America’s public lands are in a sorry state.
Agency budgets are shrinking. Maintenance backlogs are forever growing. Park entrance fees are on the verge of skyrocketing. It’s a dire situation indeed, owed largely to decades of austerity policies in Washington, D.C.—and it’s a situation that the Trump administration seems bent on exacerbating. The White House, with its budget-busting tax bill and miserly fiscal policies, threatens to further reduce public financing and weaken popular support for our country’s national parks, forests, and more.
There are, however, alternative visions of the public domain’s purpose and promise.
For nearly a decade, Representative Marcy Kaptur (D-Ohio), the dean of Ohio’s congressional delegation, has been calling for massive federal investment in America’s public lands and resources. Inspired in part by the New Deal-era Civilian Conservation Corps, she has relentlessly championed the creation of an ambitious publicly funded program that could put millions of under- and unemployed people to work. An urban and regional planner by training, Kaptur wants to restore and rehabilitate the federal domain and, in doing so, transform the public lands into a red-hot engine of job creation.

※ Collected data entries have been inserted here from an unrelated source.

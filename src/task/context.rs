//! State handed to a running pipeline, and its channel back to the worker.

use std::future::Future;
use std::path::Path;
use std::sync::Arc;
use tokio::sync::mpsc;
use tokio_util::sync::CancellationToken;

use crate::config::Config;
use crate::paths::{DirectoryLayout, path_exists, remove_path};
use crate::types::{ChapterId, Download, Page};

use super::{Command, PipelineOutcome, TaskServices};

/// Shared context for a single pipeline run, reducing parameter passing between helpers.
pub(super) struct PipelineContext {
    pub(super) download: Download,
    pub(super) generation: u64,
    pub(super) services: Arc<TaskServices>,
    pub(super) cancel: CancellationToken,
    commands: mpsc::Sender<Command>,
}

impl PipelineContext {
    pub(super) fn new(
        download: Download,
        generation: u64,
        services: Arc<TaskServices>,
        cancel: CancellationToken,
        commands: mpsc::Sender<Command>,
    ) -> Self {
        Self {
            download,
            generation,
            services,
            cancel,
            commands,
        }
    }

    pub(super) fn id(&self) -> &ChapterId {
        &self.download.id
    }

    pub(super) fn config(&self) -> &Config {
        &self.services.config
    }

    pub(super) fn layout(&self) -> &DirectoryLayout {
        &self.services.layout
    }

    /// Whether the task stopped or this item was cancelled or replaced
    pub(super) fn is_cancelled(&self) -> bool {
        self.cancel.is_cancelled()
    }

    /// Await `fut` unless the run is cancelled first
    pub(super) async fn until_cancelled<F: Future>(&self, fut: F) -> Option<F::Output> {
        tokio::select! {
            biased;
            _ = self.cancel.cancelled() => None,
            output = fut => Some(output),
        }
    }

    /// Create a working directory for this run.
    ///
    /// Returns `false` when the run was cancelled meanwhile. A directory this call
    /// created is removed again in that case; one that already existed is kept.
    pub(super) async fn create_working_dir(&self, dir: &Path) -> std::io::Result<bool> {
        let existed = path_exists(dir).await;
        tokio::fs::create_dir_all(dir).await?;
        if !self.is_cancelled() {
            return Ok(true);
        }
        if !existed && let Err(e) = remove_path(dir).await {
            tracing::warn!(path = ?dir, error = %e, "failed to remove working directory");
        }
        Ok(false)
    }

    /// Send a progress report; the worker applies it to the pending item
    pub(super) async fn report_progress(&self, progress: usize, total: usize) {
        self.send(Command::Progress {
            generation: self.generation,
            progress,
            total,
        })
        .await;
    }

    /// Hand a freshly fetched page list to the worker for reuse on resume
    pub(super) async fn report_page_list(&self, pages: Arc<Vec<Page>>) {
        self.send(Command::PageListFetched {
            generation: self.generation,
            pages,
        })
        .await;
    }

    /// Report the terminal outcome; consumes the context
    pub(super) async fn finish(self, outcome: PipelineOutcome) {
        tracing::debug!(
            chapter = %self.download.id,
            generation = self.generation,
            ?outcome,
            "pipeline finished"
        );
        self.send(Command::PipelineDone {
            generation: self.generation,
            outcome,
        })
        .await;
    }

    async fn send(&self, command: Command) {
        self.commands.send(command).await.ok();
    }
}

Kaptur re-introduced her bill, called the 21st Century Civilian Conservation Corps Act, in Congress in April. It calls for as much as $16 billion per year in funding over the next four fiscal years to provide “gainful employment to unemployed and underemployed citizens of the United States through the performance of useful public work, and for other purposes.” The act would enable the president to put millions of people to work re-foresting, combating invasive species, rehabilitating trails on federal lands, and mitigating damage from floods and forest fires, and completing other such projects. Relying on the expertise of agencies like the Department of the Interior, the Department of the Labor, and the Army Corps of Engineers, the program would offer workers food, clothing, transportation, housing, medical care, and money during their time of employment. It would also, according to Kaptur, provide them the experience of a lifetime.
“It would be life changing, it would be perspective changing for people,” Kaptur tells me. “Imagine taking a youngster from Detroit, or someone from Toledo who is unemployed, and giving them an opportunity to do something really great for the country.” Much like the original Civilian Conservation Corps, Kaptur says her bill would create a huge cohort of life-long conservationists who deeply understand and appreciate our public lands.
“I am old enough to have met people who worked in the CCC camps” during the Great Depression, Kaptur adds. “There wasn’t a one that didn’t tell me it was one of the greatest experiences of their life. It changed their lives.”
Kaptur says the need for such a program is evident by the number of Americans who are currently out of work. The official unemployment rate in this country stands at roughly 6.5 million people—that’s 4.5 percent of the labor force. (The National Jobs for All Coalition, though, estimates the number is, in fact, closer to 16.5 million people—or 10 percent—if you factor in underemployment and those who have dropped out of the labor market altogether.) The congresswoman’s bill couples this destabilizing need for employment with our nation’s desperate need for improved infrastructure and natural resource restoration.
The National Park Service has a roughly $12 billion maintenance backlog. The Forest Service is wrestling with roughly $5 billion in unmet infrastructure needs. There aren’t enough rangers or trail workers on public lands. And the land itself is in need of help. Invasive Asian carp are marching up the Mississippi River, heading straight for the Great Lakes. Spotted knapweed is edging out native flora across the West. Kaptur says that Ohio and other Midwestern states need to re-plant at least 20 million trees after years of arboreal devastation caused by invasive beetle infestations.
“There are a lot of jobs that can be created in this country,” Kaptur says, “tending to our natural and environmental systems.”
It’s plain that Kaptur’s bill stands little chance of passage in the current political climate. But big ideas—from universal health care to free college tuition to well-funded federal lands—have a tendency to resurface. With enough public engagement and organizing, the political climate can change. Perhaps a second Civilian Conservation Corps, and its populist vision for the public lands, is not so far away.